Brooke was born in Bandel, near Calcutta, Bengal, but baptised in Secrole, a suburb of Benares. His father, Thomas Brooke, was an English Judge in the Court of Appeal at Bareilly, British India; his mother, Anna Maria, born in Hertfordshire, was the daughter of Scottish peer Colonel William Stuart, 9th Lord Blantyre, and his mistress Harriott Teasdale. Brooke stayed at home in India until he was sent, aged 12, to England for a brief education at Norwich School from which he ran away. Some home tutoring followed in Bath before he returned to India in 1819 as an ensign in the Bengal Army of the British East India Company. He saw action in Assam during the First Anglo-Burmese War until seriously wounded in 1825, and was sent to England for recovery. In 1830, he arrived back in Madras but was too late to rejoin his unit, and resigned his commission. He remained on the ship he had travelled out in, the Castle Huntley, and returned home via China.
Brooke attempted to trade in the Far East, but was not successful. In 1835 he inherited £30,000 (£3M or US$3.7M in 2022 currency), which he used as capital to purchase a 142-ton schooner, Royalist.

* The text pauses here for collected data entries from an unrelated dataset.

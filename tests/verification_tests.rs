use std::thread;

use nalgebra::{Quaternion, Vector3};
use rotation_vector::{
    EulerAngles, EulerFilter, FusionPipeline, FusionSettings, ImuSample, QuaternionExt,
    QuaternionIntegrator, ScreenRotation, VirtualRotationVector, rotation_vector,
};

const GRAVITY: Vector3<f32> = Vector3::new(0.0, 0.0, 9.8);
const AMBIENT_C: f32 = 25.0;

/// A still, level device sampled at 100 Hz must stay level and fire exactly
/// one bias nudge once the stillness run completes.
#[test]
fn test_still_device_stays_level_and_self_calibrates() {
    let mut filter = EulerFilter::new();

    let mut nudges = 0;
    let mut last_offset = filter.calibration().accelerometer_offset();
    for _ in 0..60 {
        filter.update_accelerometer(GRAVITY, AMBIENT_C);
        let offset = filter.calibration().accelerometer_offset();
        if offset != last_offset {
            nudges += 1;
            last_offset = offset;
        }
    }

    let orientation = filter.orientation();
    assert!(orientation.pitch.abs() < 0.5);
    assert!(orientation.roll.abs() < 0.5);
    assert_eq!(nudges, 1);
    assert!((last_offset.z - 0.098).abs() < 1e-5);
}

/// The first gyroscope sample must only record its timestamp; integration
/// starts from the second sample, so one second at 1 deg/s yields one degree.
#[test]
fn test_gyro_delta_time_gating() {
    let mut filter = EulerFilter::new();
    let rate = Vector3::new(1f32.to_radians(), 0.0, 0.0);

    filter.update_gyroscope(rate, 500_000_000);
    assert_eq!(filter.orientation(), EulerAngles::default());

    filter.update_gyroscope(rate, 1_500_000_000);
    assert!((filter.orientation().pitch - 1.0).abs() < 1e-3);
}

/// The integrator and the reference axis-angle construction must agree on a
/// pure rotation.
#[test]
fn test_integrator_matches_axis_angle_reference() {
    let mut integrator = QuaternionIntegrator::default();
    let rate = Vector3::new(0.0, 0.0, 45f32.to_radians());

    // 2 seconds of 45 deg/s about Z in 5 ms steps, no accelerometer stored.
    for i in 0..=400u64 {
        integrator.update_gyroscope(rate, i * 5_000_000);
    }

    let expected = Quaternion::<f32>::from_axis_angle_degrees(Vector3::new(0.0, 0.0, 1.0), 90.0);
    let q = integrator.quaternion();
    assert!((q.w - expected.w).abs() < 1e-2);
    assert!((q.k - expected.k).abs() < 1e-2);
}

/// A zero attitude encodes as the zero rotation vector.
#[test]
fn test_rotation_vector_of_level_device() {
    assert_eq!(rotation_vector(EulerAngles::default()), [0.0, 0.0, 0.0]);
}

/// Screen-rotation compensation composes in front of the fused orientation.
#[test]
fn test_pipeline_screen_rotation() {
    let settings = FusionSettings {
        quaternion_smooth_factor: 1.0,
        ..Default::default()
    };
    let mut pipeline = FusionPipeline::with_settings(true, settings);
    pipeline.set_screen_rotation(ScreenRotation::Rot180);

    let frame = pipeline.frame(1.0 / 60.0);
    let expected = Quaternion::<f32>::from_yaw_degrees(-180.0);
    assert!((frame.quaternion.w - expected.w).abs() < 1e-5);
    assert!((frame.quaternion.k - expected.k).abs() < 1e-5);
}

/// Cloned handles feed one shared filter from multiple threads without
/// corrupting its state.
#[test]
fn test_concurrent_updates_remain_consistent() {
    let sensor = VirtualRotationVector::new();

    let mut handles = Vec::new();
    for worker in 0..3u64 {
        let sensor = sensor.clone();
        handles.push(thread::spawn(move || {
            for i in 0..200u64 {
                match worker {
                    0 => sensor.update_accelerometer(GRAVITY, Some(AMBIENT_C)),
                    1 => sensor.update_gyroscope(
                        Vector3::new(0.001, 0.0, 0.0),
                        (worker * 1_000 + i) * 1_000_000,
                    ),
                    _ => sensor.update_magnetometer(Vector3::new(30.0, 0.0, -20.0)),
                }
            }
        }));
    }
    for handle in handles {
        handle.join().unwrap();
    }

    let orientation = sensor.orientation();
    assert!(orientation.pitch.is_finite());
    assert!(orientation.roll.is_finite());
    assert!(orientation.yaw.is_finite());
    assert!(sensor.rotation_vector().iter().all(|c| c.is_finite()));
}

/// The facade accepts the sample enum and routes by kind.
#[test]
fn test_facade_ingest() {
    let sensor = VirtualRotationVector::new();

    for _ in 0..30 {
        sensor.ingest(ImuSample::Accelerometer {
            acceleration: GRAVITY,
            temperature_c: AMBIENT_C,
        });
    }

    assert!(sensor.orientation().pitch.abs() < 0.5);
}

Setting sail for Borneo in 1838, he arrived in Kuching in August to find the settlement facing an uprising against the Sultan of Brunei. Greatly impressed with the Malay Archipelago, in Sarawak he met the sultan's uncle, Pengiran Muda Hashim, to whom he gave assistance in crushing the rebellion, thereby winning the gratitude of the Omar Ali Saifuddin II, the 23rd Sultan of Brunei, who in 1841 offered Brooke the governorship of Sarawak in return for his help.
Rajah Brooke was highly successful in suppressing the widespread piracy of the region. However, some Malay nobles in Brunei, unhappy over Brooke's measures against piracy, arranged for the murder of Muda Hashim and his followers. Brooke, with assistance from a unit of Britain's China Squadron, took over Brunei and restored its sultan to the throne.

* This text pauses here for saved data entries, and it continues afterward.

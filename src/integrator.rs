//! Gyroscope-driven quaternion integrator with accelerometer correction.
//!
//! The higher-fidelity fusion path when a gyroscope is present: angular
//! velocity integrates directly into a quaternion, and a small proportional
//! correction steers the predicted gravity direction toward the measured
//! one. Without a gyroscope the held quaternion is instead rebuilt from each
//! accelerometer sample; smoothing is left to the downstream stage.

use nalgebra::{Quaternion, Vector3};

use crate::math::{NORM_EPSILON, QuaternionExt};
use crate::types::FusionSettings;

/// Quaternion fusion state.
///
/// The correction is a simplified Mahony-style complementary term, not a
/// Kalman filter: it trades long-term accuracy for constant-time,
/// allocation-free updates.
#[derive(Debug, Clone, Copy)]
pub struct QuaternionIntegrator {
    quaternion: Quaternion<f32>,
    /// Most recent accelerometer reading, m/s²
    last_accelerometer: Vector3<f32>,
    /// Timestamp of the previous gyroscope sample, if any
    last_timestamp_ns: Option<u64>,
    has_gyroscope: bool,
    correction_gain: f32,
}

impl QuaternionIntegrator {
    /// Integrator for a device with a gyroscope.
    pub fn new(settings: &FusionSettings) -> Self {
        Self {
            quaternion: Quaternion::identity(),
            last_accelerometer: Vector3::zeros(),
            last_timestamp_ns: None,
            has_gyroscope: true,
            correction_gain: settings.accel_correction_gain,
        }
    }

    /// Accelerometer-only integrator for a device without a gyroscope.
    pub fn without_gyroscope(settings: &FusionSettings) -> Self {
        Self {
            has_gyroscope: false,
            ..Self::new(settings)
        }
    }

    /// Attitude implied by a single gravity measurement, yaw fixed at zero.
    ///
    /// A zero-norm reading carries no direction and yields identity.
    pub fn attitude_from_accelerometer(acceleration: Vector3<f32>) -> Quaternion<f32> {
        let norm = acceleration.magnitude();
        if norm < NORM_EPSILON {
            return Quaternion::identity();
        }
        let unit = acceleration / norm;

        let pitch = (-unit.x).atan2((unit.y * unit.y + unit.z * unit.z).sqrt());
        let roll = unit.y.atan2(unit.z);

        Quaternion::from_attitude(pitch, roll, 0.0)
    }

    /// Process one accelerometer sample in m/s².
    ///
    /// With a gyroscope the reading is only stored for the next correction
    /// step; without one it replaces the held quaternion outright.
    pub fn update_accelerometer(&mut self, acceleration: Vector3<f32>) {
        self.last_accelerometer = acceleration;
        if !self.has_gyroscope {
            self.quaternion = Self::attitude_from_accelerometer(acceleration);
        }
    }

    /// Process one gyroscope sample in rad/s with its monotonic timestamp
    /// in nanoseconds.
    ///
    /// The first sample only records the timestamp. Subsequent samples
    /// integrate over the elapsed Δt and then apply the accelerometer
    /// correction.
    pub fn update_gyroscope(&mut self, angular_rate: Vector3<f32>, timestamp_ns: u64) {
        if !self.has_gyroscope {
            return;
        }

        if let Some(last) = self.last_timestamp_ns {
            let dt = timestamp_ns.saturating_sub(last) as f32 * 1e-9;
            self.integrate(angular_rate, dt);
            self.correct_with_accelerometer();
        }
        self.last_timestamp_ns = Some(timestamp_ns);
    }

    /// First-order quaternion update `q · (1, ω·dt/2)`, renormalized.
    fn integrate(&mut self, rate: Vector3<f32>, dt: f32) {
        let half_dt = 0.5 * dt;
        let delta = Quaternion::new(1.0, rate.x * half_dt, rate.y * half_dt, rate.z * half_dt);
        self.quaternion = (self.quaternion * delta).normalized_or_self();
    }

    /// Steer the predicted gravity direction toward the measured one.
    ///
    /// The cross product of the measured and predicted directions is the
    /// error rotation axis; feeding it back through the integration step with
    /// unit dt applies a proportional correction.
    fn correct_with_accelerometer(&mut self) {
        let norm = self.last_accelerometer.magnitude();
        if norm < NORM_EPSILON {
            return;
        }
        let measured = self.last_accelerometer / norm;
        let predicted = self.quaternion.predicted_gravity();
        let error = measured.cross(&predicted);

        self.integrate(error * self.correction_gain, 1.0);
    }

    /// Current fused orientation quaternion.
    pub fn quaternion(&self) -> Quaternion<f32> {
        self.quaternion
    }

    /// Overwrite the held orientation.
    pub fn set_quaternion(&mut self, quaternion: Quaternion<f32>) {
        self.quaternion = quaternion;
    }

    pub fn has_gyroscope(&self) -> bool {
        self.has_gyroscope
    }
}

impl Default for QuaternionIntegrator {
    fn default() -> Self {
        Self::new(&FusionSettings::default())
    }
}

#[cfg(test)]
mod tests {
    use super::*;
    use crate::types::STANDARD_GRAVITY;
    use core::f32::consts::FRAC_PI_2;

    #[test]
    fn test_first_gyro_sample_records_timestamp_only() {
        let mut integrator = QuaternionIntegrator::default();
        integrator.update_gyroscope(Vector3::new(10.0, 10.0, 10.0), 5_000_000);

        let q = integrator.quaternion();
        assert_eq!(q, Quaternion::identity());
    }

    #[test]
    fn test_quarter_turn_about_x() {
        let mut integrator = QuaternionIntegrator::default();
        let rate = Vector3::new(FRAC_PI_2, 0.0, 0.0); // 90 deg/s

        // 100 steps of 10 ms; no accelerometer stored, so no correction.
        for i in 0..=100u64 {
            integrator.update_gyroscope(rate, i * 10_000_000);
        }

        let expected =
            Quaternion::<f32>::from_axis_angle_degrees(Vector3::new(1.0, 0.0, 0.0), 90.0);
        let q = integrator.quaternion();
        assert!((q.w - expected.w).abs() < 1e-2);
        assert!((q.i - expected.i).abs() < 1e-2);
        assert!(q.j.abs() < 1e-3 && q.k.abs() < 1e-3);
    }

    #[test]
    fn test_accel_correction_pulls_toward_gravity() {
        let mut integrator = QuaternionIntegrator::default();
        integrator.set_quaternion(Quaternion::from_attitude_degrees(0.0, 30.0, 0.0));
        integrator.update_accelerometer(Vector3::new(0.0, 0.0, STANDARD_GRAVITY));

        let error_before = (integrator.quaternion().predicted_gravity()
            - Vector3::new(0.0, 0.0, 1.0))
        .magnitude();

        // Zero angular rate; each sample applies only the correction term.
        for i in 1..=500u64 {
            integrator.update_gyroscope(Vector3::zeros(), i * 10_000_000);
        }

        let error_after = (integrator.quaternion().predicted_gravity()
            - Vector3::new(0.0, 0.0, 1.0))
        .magnitude();

        assert!(error_after < error_before * 0.1);
    }

    #[test]
    fn test_without_gyroscope_tracks_accelerometer() {
        let mut integrator =
            QuaternionIntegrator::without_gyroscope(&FusionSettings::default());

        // Rolled 90 degrees: gravity along +Y.
        integrator.update_accelerometer(Vector3::new(0.0, STANDARD_GRAVITY, 0.0));
        let expected =
            Quaternion::<f32>::from_axis_angle_degrees(Vector3::new(1.0, 0.0, 0.0), 90.0);
        let q = integrator.quaternion();
        assert!((q.w - expected.w).abs() < 1e-5);
        assert!((q.i - expected.i).abs() < 1e-5);

        // Gyroscope input is ignored on this path.
        integrator.update_gyroscope(Vector3::new(1.0, 0.0, 0.0), 1_000_000_000);
        integrator.update_gyroscope(Vector3::new(1.0, 0.0, 0.0), 2_000_000_000);
        assert!((integrator.quaternion().w - q.w).abs() < 1e-6);
    }

    #[test]
    fn test_zero_accelerometer_yields_identity_attitude() {
        let q = QuaternionIntegrator::attitude_from_accelerometer(Vector3::zeros());
        assert_eq!(q, Quaternion::identity());
    }

    #[test]
    fn test_zero_accelerometer_skips_correction() {
        let mut integrator = QuaternionIntegrator::default();
        let tilted = Quaternion::from_attitude_degrees(0.0, 30.0, 0.0);
        integrator.set_quaternion(tilted);

        // No accelerometer stored; corrections must leave the attitude alone.
        for i in 0..=10u64 {
            integrator.update_gyroscope(Vector3::zeros(), i * 10_000_000);
        }

        assert!((integrator.quaternion().w - tilted.w).abs() < 1e-5);
        assert!((integrator.quaternion().i - tilted.i).abs() < 1e-5);
    }
}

In 1842, the Sultan ceded complete sovereignty of Sarawak to Brooke. He was granted the title of Rajah of Sarawak on 24 September 1841, although the official declaration was not made until 18 August 1842. Brooke's cousin, Arthur Chichester Crookshank (1825–1891) joined his service on 1 March 1843 and was appointed a magistrate.
Brooke began 1844 in anti-pirate operations with ships of the Royal Navy and the East India Company off NE Sumatra: on 12 February, he received a gunshot wound to his right arm and a spear cut to his eyebrow in their second engagement, at Murdu. Later in 1844 the Sultan offered to cede the island of Labuan to the British but terms were not discussed at that time. In November 1846 Captain Rodney Mundy was ordered to obtain the cession of Labuan. He negotiated the cession on 18 December 1846 and took possession of Labuan on 24 December 1846. James Brooke was appointed governor and commander-in-chief of Labuan in 1848.
During his reign, Brooke began to establish and cement his rule over Sarawak: reforming the administration, codifying laws and fighting piracy, which proved to be an ongoing issue throughout his rule. Brooke returned temporarily to England in 1847, where he was given the Freedom of the City of London, appointed British consul-general in Borneo and created a Knight Commander of the Order of the Bath (KCB).
Brooke pacified the native peoples, including the Dayaks, and suppressed headhunting and piracy. He had many Dayaks in his forces and said that only Dayaks can kill Dayaks.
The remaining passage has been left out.